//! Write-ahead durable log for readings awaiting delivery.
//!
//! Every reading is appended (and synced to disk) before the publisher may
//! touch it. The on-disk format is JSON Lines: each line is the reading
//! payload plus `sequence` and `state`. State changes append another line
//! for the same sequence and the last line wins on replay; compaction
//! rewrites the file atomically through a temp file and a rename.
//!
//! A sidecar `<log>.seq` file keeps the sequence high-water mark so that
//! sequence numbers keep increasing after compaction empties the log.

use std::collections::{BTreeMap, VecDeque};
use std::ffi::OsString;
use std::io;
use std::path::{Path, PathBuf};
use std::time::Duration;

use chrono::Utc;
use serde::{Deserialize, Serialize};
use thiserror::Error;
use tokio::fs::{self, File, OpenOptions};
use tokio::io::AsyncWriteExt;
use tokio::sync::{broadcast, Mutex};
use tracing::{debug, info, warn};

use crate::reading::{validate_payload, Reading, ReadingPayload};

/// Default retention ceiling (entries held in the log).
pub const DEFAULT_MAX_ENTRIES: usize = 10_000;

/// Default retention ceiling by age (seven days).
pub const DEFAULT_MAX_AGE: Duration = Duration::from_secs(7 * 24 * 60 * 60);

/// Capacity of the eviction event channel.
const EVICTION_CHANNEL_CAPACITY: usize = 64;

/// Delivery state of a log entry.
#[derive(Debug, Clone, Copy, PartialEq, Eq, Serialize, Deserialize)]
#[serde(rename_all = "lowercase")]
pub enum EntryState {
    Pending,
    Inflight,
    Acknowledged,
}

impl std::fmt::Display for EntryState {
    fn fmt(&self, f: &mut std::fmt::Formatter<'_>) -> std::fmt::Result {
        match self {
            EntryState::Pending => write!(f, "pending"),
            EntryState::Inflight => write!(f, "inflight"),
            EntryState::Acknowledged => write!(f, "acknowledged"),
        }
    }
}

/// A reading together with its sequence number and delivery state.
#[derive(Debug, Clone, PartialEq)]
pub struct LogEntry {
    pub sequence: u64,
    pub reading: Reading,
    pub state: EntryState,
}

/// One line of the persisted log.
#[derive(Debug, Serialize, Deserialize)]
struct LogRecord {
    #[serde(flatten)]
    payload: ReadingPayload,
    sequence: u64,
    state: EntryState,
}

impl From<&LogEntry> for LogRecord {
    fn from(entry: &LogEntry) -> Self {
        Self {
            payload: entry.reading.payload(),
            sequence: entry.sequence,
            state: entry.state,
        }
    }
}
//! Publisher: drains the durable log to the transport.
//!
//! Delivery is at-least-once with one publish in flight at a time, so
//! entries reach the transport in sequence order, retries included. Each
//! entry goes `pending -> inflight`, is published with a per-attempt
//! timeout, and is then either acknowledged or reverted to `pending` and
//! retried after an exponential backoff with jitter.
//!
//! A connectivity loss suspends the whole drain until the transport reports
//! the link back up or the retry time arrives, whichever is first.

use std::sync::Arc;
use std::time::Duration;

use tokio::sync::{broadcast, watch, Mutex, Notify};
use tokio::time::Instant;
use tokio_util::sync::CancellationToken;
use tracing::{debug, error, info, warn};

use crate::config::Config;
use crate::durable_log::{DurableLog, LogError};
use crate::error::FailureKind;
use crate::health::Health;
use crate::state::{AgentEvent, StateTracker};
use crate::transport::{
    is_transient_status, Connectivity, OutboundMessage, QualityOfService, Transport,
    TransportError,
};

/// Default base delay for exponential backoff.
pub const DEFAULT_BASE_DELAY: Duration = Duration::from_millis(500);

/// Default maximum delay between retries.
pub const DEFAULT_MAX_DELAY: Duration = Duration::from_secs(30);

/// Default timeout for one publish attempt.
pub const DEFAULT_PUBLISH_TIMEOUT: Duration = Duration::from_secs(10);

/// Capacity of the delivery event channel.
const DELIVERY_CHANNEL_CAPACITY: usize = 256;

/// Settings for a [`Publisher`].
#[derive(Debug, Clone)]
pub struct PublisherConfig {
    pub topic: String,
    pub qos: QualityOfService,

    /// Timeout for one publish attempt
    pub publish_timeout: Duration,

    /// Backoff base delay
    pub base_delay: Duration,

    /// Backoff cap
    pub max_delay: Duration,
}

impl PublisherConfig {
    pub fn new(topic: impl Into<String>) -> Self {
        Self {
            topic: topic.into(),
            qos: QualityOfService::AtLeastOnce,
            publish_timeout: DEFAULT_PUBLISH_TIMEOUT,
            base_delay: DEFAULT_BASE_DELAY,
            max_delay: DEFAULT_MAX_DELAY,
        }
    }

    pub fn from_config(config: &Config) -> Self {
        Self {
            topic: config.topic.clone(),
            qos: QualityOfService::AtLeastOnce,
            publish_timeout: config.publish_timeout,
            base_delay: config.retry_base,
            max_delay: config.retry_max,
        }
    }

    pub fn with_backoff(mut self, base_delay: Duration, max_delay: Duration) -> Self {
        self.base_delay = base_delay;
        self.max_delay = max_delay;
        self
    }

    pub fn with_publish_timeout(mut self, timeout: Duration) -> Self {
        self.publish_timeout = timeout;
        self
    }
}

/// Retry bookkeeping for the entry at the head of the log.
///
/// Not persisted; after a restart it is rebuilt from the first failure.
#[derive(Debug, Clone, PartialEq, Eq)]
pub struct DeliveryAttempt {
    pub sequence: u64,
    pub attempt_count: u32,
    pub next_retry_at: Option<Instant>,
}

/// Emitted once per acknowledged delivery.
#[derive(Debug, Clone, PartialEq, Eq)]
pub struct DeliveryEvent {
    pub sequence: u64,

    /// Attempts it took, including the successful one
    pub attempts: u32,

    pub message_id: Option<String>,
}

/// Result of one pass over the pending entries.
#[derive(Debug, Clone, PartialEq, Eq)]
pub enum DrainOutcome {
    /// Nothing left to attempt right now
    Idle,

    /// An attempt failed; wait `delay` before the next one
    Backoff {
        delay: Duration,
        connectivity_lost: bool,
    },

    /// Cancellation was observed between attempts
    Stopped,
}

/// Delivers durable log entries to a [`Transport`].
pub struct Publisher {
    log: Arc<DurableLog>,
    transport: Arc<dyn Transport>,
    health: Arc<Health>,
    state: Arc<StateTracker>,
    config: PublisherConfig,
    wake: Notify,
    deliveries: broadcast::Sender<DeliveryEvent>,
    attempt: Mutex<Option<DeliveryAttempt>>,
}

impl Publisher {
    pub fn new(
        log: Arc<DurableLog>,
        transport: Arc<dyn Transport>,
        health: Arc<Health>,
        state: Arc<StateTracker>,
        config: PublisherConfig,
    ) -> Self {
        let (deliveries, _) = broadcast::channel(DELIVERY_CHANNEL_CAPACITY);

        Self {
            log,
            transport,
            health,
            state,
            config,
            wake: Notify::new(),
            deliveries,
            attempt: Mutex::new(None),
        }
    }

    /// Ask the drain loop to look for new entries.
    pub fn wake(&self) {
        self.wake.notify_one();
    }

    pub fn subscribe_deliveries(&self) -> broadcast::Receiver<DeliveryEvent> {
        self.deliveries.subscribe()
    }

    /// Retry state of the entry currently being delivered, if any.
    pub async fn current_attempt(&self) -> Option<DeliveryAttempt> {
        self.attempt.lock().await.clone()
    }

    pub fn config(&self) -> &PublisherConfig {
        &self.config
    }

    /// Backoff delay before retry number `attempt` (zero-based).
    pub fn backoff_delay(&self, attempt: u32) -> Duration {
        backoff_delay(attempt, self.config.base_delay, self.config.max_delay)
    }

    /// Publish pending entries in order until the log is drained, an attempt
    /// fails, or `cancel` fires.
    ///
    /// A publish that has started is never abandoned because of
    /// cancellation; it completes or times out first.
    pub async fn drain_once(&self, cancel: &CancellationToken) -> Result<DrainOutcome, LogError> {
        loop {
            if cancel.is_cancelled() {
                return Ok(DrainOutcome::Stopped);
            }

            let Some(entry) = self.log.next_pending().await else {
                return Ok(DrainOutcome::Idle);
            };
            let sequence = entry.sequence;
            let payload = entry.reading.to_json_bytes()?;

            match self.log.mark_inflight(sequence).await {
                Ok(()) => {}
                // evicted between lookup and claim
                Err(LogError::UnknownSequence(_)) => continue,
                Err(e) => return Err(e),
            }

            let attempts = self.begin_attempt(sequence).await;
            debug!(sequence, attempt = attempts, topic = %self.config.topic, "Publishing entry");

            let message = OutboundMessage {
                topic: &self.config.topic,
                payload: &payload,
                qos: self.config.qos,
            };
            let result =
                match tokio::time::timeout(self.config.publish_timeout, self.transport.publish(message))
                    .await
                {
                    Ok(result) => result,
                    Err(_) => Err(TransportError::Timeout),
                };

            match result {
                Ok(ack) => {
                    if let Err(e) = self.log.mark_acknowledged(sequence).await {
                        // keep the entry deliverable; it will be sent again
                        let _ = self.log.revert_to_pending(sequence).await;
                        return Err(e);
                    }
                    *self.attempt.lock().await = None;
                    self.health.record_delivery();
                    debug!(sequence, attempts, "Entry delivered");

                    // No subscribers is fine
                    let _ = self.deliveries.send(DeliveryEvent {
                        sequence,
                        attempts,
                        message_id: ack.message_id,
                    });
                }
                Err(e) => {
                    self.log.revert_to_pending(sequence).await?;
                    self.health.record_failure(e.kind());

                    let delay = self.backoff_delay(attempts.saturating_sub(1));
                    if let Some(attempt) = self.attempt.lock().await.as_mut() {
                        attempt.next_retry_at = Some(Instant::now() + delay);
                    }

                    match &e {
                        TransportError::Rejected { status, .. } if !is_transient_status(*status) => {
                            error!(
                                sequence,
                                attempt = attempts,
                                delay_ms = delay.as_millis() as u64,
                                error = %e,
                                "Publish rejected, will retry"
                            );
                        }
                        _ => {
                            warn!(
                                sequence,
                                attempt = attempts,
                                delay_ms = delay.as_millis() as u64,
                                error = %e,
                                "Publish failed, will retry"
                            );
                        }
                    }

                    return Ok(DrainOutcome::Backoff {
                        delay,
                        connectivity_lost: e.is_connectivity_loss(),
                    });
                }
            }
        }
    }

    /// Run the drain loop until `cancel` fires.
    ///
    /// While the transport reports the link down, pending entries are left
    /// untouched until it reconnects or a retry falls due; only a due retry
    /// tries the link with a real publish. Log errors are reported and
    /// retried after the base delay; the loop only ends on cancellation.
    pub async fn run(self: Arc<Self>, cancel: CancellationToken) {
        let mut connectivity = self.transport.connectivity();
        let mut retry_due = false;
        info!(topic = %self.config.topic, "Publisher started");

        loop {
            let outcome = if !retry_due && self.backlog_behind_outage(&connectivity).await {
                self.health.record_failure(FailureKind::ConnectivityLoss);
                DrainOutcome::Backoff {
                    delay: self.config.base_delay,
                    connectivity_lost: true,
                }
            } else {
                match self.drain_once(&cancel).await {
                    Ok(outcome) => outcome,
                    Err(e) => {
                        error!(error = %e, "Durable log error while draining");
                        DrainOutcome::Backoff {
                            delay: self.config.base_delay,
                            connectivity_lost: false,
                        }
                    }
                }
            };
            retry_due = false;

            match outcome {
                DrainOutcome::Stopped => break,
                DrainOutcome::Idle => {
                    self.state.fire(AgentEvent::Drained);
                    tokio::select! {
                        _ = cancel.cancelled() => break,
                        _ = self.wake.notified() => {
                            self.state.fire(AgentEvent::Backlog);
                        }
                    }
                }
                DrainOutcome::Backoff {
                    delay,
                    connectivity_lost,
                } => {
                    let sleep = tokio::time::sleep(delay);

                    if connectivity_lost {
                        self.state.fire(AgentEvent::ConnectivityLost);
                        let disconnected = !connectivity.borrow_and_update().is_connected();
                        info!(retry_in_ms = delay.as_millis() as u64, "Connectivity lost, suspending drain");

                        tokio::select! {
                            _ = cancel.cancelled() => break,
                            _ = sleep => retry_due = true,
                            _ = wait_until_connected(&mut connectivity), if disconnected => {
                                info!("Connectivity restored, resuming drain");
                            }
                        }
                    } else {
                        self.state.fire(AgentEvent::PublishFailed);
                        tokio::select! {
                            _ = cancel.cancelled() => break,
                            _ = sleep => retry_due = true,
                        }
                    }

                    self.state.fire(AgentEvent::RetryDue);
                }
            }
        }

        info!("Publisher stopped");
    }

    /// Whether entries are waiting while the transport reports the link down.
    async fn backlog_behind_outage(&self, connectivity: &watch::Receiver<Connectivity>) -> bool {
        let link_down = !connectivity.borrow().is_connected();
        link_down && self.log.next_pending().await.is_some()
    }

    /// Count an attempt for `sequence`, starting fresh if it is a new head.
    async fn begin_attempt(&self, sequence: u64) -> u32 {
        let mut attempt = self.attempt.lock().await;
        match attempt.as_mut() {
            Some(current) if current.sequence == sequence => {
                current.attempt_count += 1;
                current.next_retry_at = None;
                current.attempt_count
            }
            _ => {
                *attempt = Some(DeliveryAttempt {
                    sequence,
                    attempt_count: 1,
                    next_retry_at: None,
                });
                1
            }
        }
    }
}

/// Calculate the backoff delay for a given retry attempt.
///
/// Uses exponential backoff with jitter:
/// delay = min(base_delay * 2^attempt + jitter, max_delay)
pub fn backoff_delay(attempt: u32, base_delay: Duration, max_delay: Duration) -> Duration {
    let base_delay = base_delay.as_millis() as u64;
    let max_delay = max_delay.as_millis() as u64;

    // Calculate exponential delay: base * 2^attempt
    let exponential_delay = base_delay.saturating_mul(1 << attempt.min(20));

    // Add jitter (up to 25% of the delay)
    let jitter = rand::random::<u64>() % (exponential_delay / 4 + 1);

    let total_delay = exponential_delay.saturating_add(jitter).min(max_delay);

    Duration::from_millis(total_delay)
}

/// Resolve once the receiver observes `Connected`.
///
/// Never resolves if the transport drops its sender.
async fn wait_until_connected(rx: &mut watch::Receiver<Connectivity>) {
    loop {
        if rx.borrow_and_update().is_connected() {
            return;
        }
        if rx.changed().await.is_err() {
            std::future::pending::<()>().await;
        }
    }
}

+++

● What you should do: What you write must be the entries restated word for word, from the opening line through the one holding "age (seven days).", with nothing else.

● Written response:
//! Write-ahead durable log for readings awaiting delivery.
//!
//! Every reading is appended (and synced to disk) before the publisher may
//! touch it. The on-disk format is JSON Lines: each line is the reading
//! payload plus `sequence` and `state`. State changes append another line
//! for the same sequence and the last line wins on replay; compaction
//! rewrites the file atomically through a temp file and a rename.
//!
//! A sidecar `<log>.seq` file keeps the sequence high-water mark so that
//! sequence numbers keep increasing after compaction empties the log.

use std::collections::{BTreeMap, VecDeque};
use std::ffi::OsString;
use std::io;
use std::path::{Path, PathBuf};
use std::time::Duration;

use chrono::Utc;
use serde::{Deserialize, Serialize};
use thiserror::Error;
use tokio::fs::{self, File, OpenOptions};
use tokio::io::AsyncWriteExt;
use tokio::sync::{broadcast, Mutex};
use tracing::{debug, info, warn};

use crate::reading::{validate_payload, Reading, ReadingPayload};

/// Default retention ceiling (entries held in the log).
pub const DEFAULT_MAX_ENTRIES: usize = 10_000;

/// Default retention ceiling by age (seven days).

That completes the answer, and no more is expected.